И вдруг потух, пожевывая, опустился, уставился между коленями. Снова странно выделяется на общем испуганно-тревожном оживлении его равнодушно-неподвижная, согбенная фигура.
– Как зачали стрелять, все у погреб полезли, все, и господа опустились, шутка ли!
Он говорит, но не видит меня, не слышит скрипа полозьев, фырканья лошадей, тревожных восклицаний. Может быть, набирая морщины на лбу, он старается найти смысл чего-то, что за всю его долгую жизнь никогда не открывалось. Мороз скрючивает старые руки, стягивает в кулак изжитое лицо. Губы плохо слушаются.
– Гы-ы… сладко, што ль… не сладко… кому хошь… не знаешь, откеда придет… Все полезли… господа – нежные, руки бе-елые… А?.. Все тут… в погребу сыро, холодно… мы привычны, весь век там прожили, нам што, нам все одно, а?.. Потому в погребу и спишь, в погребу и родишь, и работаешь, и помрешь… никуда не уйдешь… Кому што представлено… господа нежные, руки – белые и… с нами… легко ли!.. чайком их по-всякому ублажали, да рази им наш чай?.. жестью воняет… тоскуют об своем, об своей жисти… Нам што, нам абы прикорнул, с зарей опять за работу, наше дело привышное… А?..
Он грет старые, заскорузлые, морщинистые руки.
– Стыть… дерево ажнык дерет… до турецкой канпании к холере такая стыть стояла.
Я присаживаюсь возле.
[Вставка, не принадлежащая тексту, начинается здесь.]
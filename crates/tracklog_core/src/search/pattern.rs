//! Regex compilation, record filtering and safe highlighting.
//!
//! # Responsibility
//! - Turn search-as-you-type input into an optional matcher.
//! - Apply a matcher across record fields.
//! - Fuse match marking and markup escaping into one pass.
//!
//! # Invariants
//! - Empty or unparsable expressions yield `None` (fail open, no filter),
//!   because incomplete expressions are normal while the user is typing.
//! - `highlight` escapes every character outside the fixed marker tags; raw
//!   `& < > " '` from record content never reaches the output.
//! - Zero-width matches advance by one character, never looping.

use crate::model::record::Record;
use regex::{Regex, RegexBuilder};

const MARK_OPEN: &str = "<mark>";
const MARK_CLOSE: &str = "</mark>";

/// Compiles a user expression into a matcher.
///
/// Returns `None` for empty input or syntax errors; callers treat `None` as
/// "no filter applied".
pub fn compile_pattern(expression: &str, case_insensitive: bool) -> Option<Regex> {
    if expression.is_empty() {
        return None;
    }
    RegexBuilder::new(expression)
        .case_insensitive(case_insensitive)
        .build()
        .ok()
}

/// Returns whether the matcher hits any searchable field of a record.
///
/// Searchable fields: title, tag, notes and the duration text form.
pub fn record_matches(record: &Record, matcher: &Regex) -> bool {
    matcher.is_match(&record.title)
        || matcher.is_match(&record.tag)
        || matcher.is_match(&record.notes)
        || matcher.is_match(&record.duration_text())
}

/// Filters records down to those the matcher hits.
///
/// A `None` matcher passes everything through unchanged.
pub fn filter_records<'a>(records: &'a [Record], matcher: Option<&Regex>) -> Vec<&'a Record> {
    match matcher {
        None => records.iter().collect(),
        Some(re) => records.iter().filter(|r| record_matches(r, re)).collect(),
    }
}

/// Escapes text for embedding in a markup context.
///
/// The five characters `& < > " '` become their entity equivalents; all other
/// characters pass through untouched.
pub fn escape_markup(text: &str) -> String {
    let mut out = String::with_capacity(text.len());
    for ch in text.chars() {
        match ch {
            '&' => out.push_str("&amp;"),
            '<' => out.push_str("&lt;"),
            '>' => out.push_str("&gt;"),
            '"' => out.push_str("&quot;"),
            '\'' => out.push_str("&#39;"),
            other => out.push(other),
        }
    }
    out
}

/// Produces markup-safe text with every match wrapped in `<mark>` tags.
///
/// Walks the text left to right applying the matcher globally. Escaping and
/// marking happen in the same pass, so unescaped record text never reaches
/// the output, including the stretches between matches. With no matcher the
/// text is escaped as a whole.
pub fn highlight(text: &str, matcher: Option<&Regex>) -> String {
    let Some(re) = matcher else {
        return escape_markup(text);
    };

    let mut out = String::with_capacity(text.len() + MARK_OPEN.len() + MARK_CLOSE.len());
    let mut emitted = 0;
    let mut search_at = 0;

    while search_at <= text.len() {
        let Some(hit) = re.find_at(text, search_at) else {
            break;
        };
        out.push_str(&escape_markup(&text[emitted..hit.start()]));
        out.push_str(MARK_OPEN);
        out.push_str(&escape_markup(hit.as_str()));
        out.push_str(MARK_CLOSE);
        emitted = hit.end();

        if hit.is_empty() {
            // Zero-width match: step over one character so the scan makes
            // progress; the skipped character lands in the next escaped gap.
            match text[hit.end()..].chars().next() {
                Some(ch) => search_at = hit.end() + ch.len_utf8(),
                None => break,
            }
        } else {
            search_at = hit.end();
        }
    }

    out.push_str(&escape_markup(&text[emitted..]));
    out
}

#[cfg(test)]
mod tests {
    use super::{compile_pattern, escape_markup, highlight};

    #[test]
    fn empty_and_invalid_expressions_compile_to_none() {
        assert!(compile_pattern("", true).is_none());
        assert!(compile_pattern("(unclosed", true).is_none());
    }

    #[test]
    fn escape_covers_all_five_markup_characters() {
        assert_eq!(
            escape_markup(r#"<a href="x">&'"#),
            "&lt;a href=&quot;x&quot;&gt;&amp;&#39;"
        );
    }

    #[test]
    fn highlight_marks_every_occurrence() {
        let re = compile_pattern("ab", false).unwrap();
        assert_eq!(
            highlight("ab-ab", Some(&re)),
            "<mark>ab</mark>-<mark>ab</mark>"
        );
    }

    #[test]
    fn highlight_escapes_inside_and_outside_marks() {
        let re = compile_pattern("<b>", false).unwrap();
        assert_eq!(
            highlight("x<b>y", Some(&re)),
            "x<mark>&lt;b&gt;</mark>y"
        );
    }

    #[test]
    fn zero_width_match_terminates_and_keeps_text() {
        let re = compile_pattern("z*", false).unwrap();
        let marked = highlight("bb", Some(&re));
        assert_eq!(
            marked,
            "<mark></mark>b<mark></mark>b<mark></mark>"
        );
    }

    #[test]
    fn no_matcher_still_escapes() {
        assert_eq!(highlight("a<b", None), "a&lt;b");
    }
}
//! SQLite key-value storage backend.
//!
//! # Responsibility
//! - Persist the record collection and settings as JSON documents in the
//!   `kv` table, one document per key.
//!
//! # Invariants
//! - Keys are versioned (`tracklog:data:v1`); a payload shape change means a
//!   new key, not silent reinterpretation.
//! - Undecodable stored JSON is treated as absent, with a warning event.

use super::{Storage, StorageResult};
use crate::model::record::Record;
use crate::model::settings::Settings;
use log::warn;
use rusqlite::{params, Connection, OptionalExtension};
use serde::de::DeserializeOwned;

const RECORDS_KEY: &str = "tracklog:data:v1";
const SETTINGS_KEY: &str = "tracklog:settings:v1";

/// Key-value storage over an open SQLite connection.
///
/// The connection must come from [`crate::db::open_db`] or
/// [`crate::db::open_db_in_memory`] so the schema is in place.
pub struct SqliteKvStorage<'conn> {
    conn: &'conn Connection,
}

impl<'conn> SqliteKvStorage<'conn> {
    pub fn new(conn: &'conn Connection) -> Self {
        Self { conn }
    }

    fn read_key<T: DeserializeOwned>(&self, key: &str) -> StorageResult<Option<T>> {
        let raw: Option<String> = self
            .conn
            .query_row("SELECT value FROM kv WHERE key = ?1;", [key], |row| {
                row.get(0)
            })
            .optional()?;

        let Some(raw) = raw else {
            return Ok(None);
        };

        match serde_json::from_str(&raw) {
            Ok(value) => Ok(Some(value)),
            Err(err) => {
                // Corrupt payloads degrade to absence; the session starts
                // from defaults instead of failing to open.
                warn!("event=kv_read module=storage status=corrupt key={key} error={err}");
                Ok(None)
            }
        }
    }

    fn write_key(&self, key: &str, payload: &str) -> StorageResult<()> {
        self.conn.execute(
            "INSERT INTO kv (key, value, updated_at)
             VALUES (?1, ?2, strftime('%s', 'now') * 1000)
             ON CONFLICT(key) DO UPDATE SET
                value = excluded.value,
                updated_at = excluded.updated_at;",
            params![key, payload],
        )?;
        Ok(())
    }
}

impl Storage for SqliteKvStorage<'_> {
    fn load_records(&self) -> StorageResult<Option<Vec<Record>>> {
        self.read_key(RECORDS_KEY)
    }

    fn save_records(&self, records: &[Record]) -> StorageResult<()> {
        let payload = serde_json::to_string(records)?;
        self.write_key(RECORDS_KEY, &payload)
    }

    fn load_settings(&self) -> StorageResult<Settings> {
        Ok(self.read_key(SETTINGS_KEY)?.unwrap_or_default())
    }

    fn save_settings(&self, settings: &Settings) -> StorageResult<()> {
        let payload = serde_json::to_string(settings)?;
        self.write_key(SETTINGS_KEY, &payload)
    }
}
Он видит меня, глядит широкими глазами.
– Тебе, дедушка, сколько лет?
– Бегить… Бегить… всякий, который в силах, бегать…
Двор пустеет. По белому снегу темнеет мерзлый конский навоз.
– Зачали стрелять, у нас верхи занялись… дым, плач, второй этаж полыхает, в погребу уж не усидишь, тепло стало, дымком заворачивает… сынок и говорит… сынок у меня кормилец… по сапожному мастерству сызмальства… возле него кормился… бобыль я, никого в свете… один сынок… кормилец…
Лицо подергивается усталостью, глаза тускнеют, уходят в провалившиеся черные впадины, и снова усталое равнодушие в согнутой осунувшейся фигуре.
– Так что, дедушка?
– Вылезли все из погреба-то… дом-то полыхает… господа плачут, все роскошество погибает… Сынок-то, кормилец мой… восемнадцать годов на Миколин день… «Батюня, грит, подь в сарайчик… Може, чего осталось?» Пошел я, а он вяжет посередь двора на салазки сапоги, голенища, подметки, всякий товар, тем и живем, тем и кормимся… нагнулся, вяжет… Вышел я, вышел из сарайчика, бегить из ворот городовой, пузо толстое, глаза стра-ашные, бегить, в руке ружье со штыком… добег до Ванюши, добег, ды… штыком, штыком ево… весь по самый по ствол… Я… я… кинулся… добег, ды как… – Старик захлебывается и, трясясь и наклоняясь к самому моему лицу, стучит костлявыми старческими кулаками, грозит мне, и лицо его дергается злобной не то усмешкой, не то судорогой: – …ды как закричу-у: «Бей!., бе-ей ево!!. бей ево, забастовщика!.. бей ево, забастовщика!.. А-а-а!!.» А он ево штыком порет, штыком… весь снег окровянился… «Бей ево, забастовщика!.. Не дают нашей жисти спокою… кабы не они, спокой был бы нашей жисти!..» Гляжу, лежит Ванюша, руки раскинул… – И старик глядит на меня изумленными, полными муки и ужаса глазами. – А?.. Што я изделал… што я изделал, господин?!.
Двор опустел. Я ухожу. Старик остается один.
Я снова брожу по пустынным улицам, по молчаливым площадям, по улицам и площадям, залитым бегущим народом.
На углах серые шинели, наивно-тупые лица, штыки, приклады.
– Руки вверх!
Я подымаю руки, стою, меня обшаривают.
– Покурим, што ли, – гостеприимно предлагает солдатик, вытаскивает из моего бокового кармана портсигар, неуклюже берет иззябшими пальцами папиросу, подает товарищам и мне возвращает портсигар.
Мы закуриваем. Дымок синими струйками мирно вьется над серыми шинелями. Из-за домов, холодных и спокойных, доносится одиночный выстрел.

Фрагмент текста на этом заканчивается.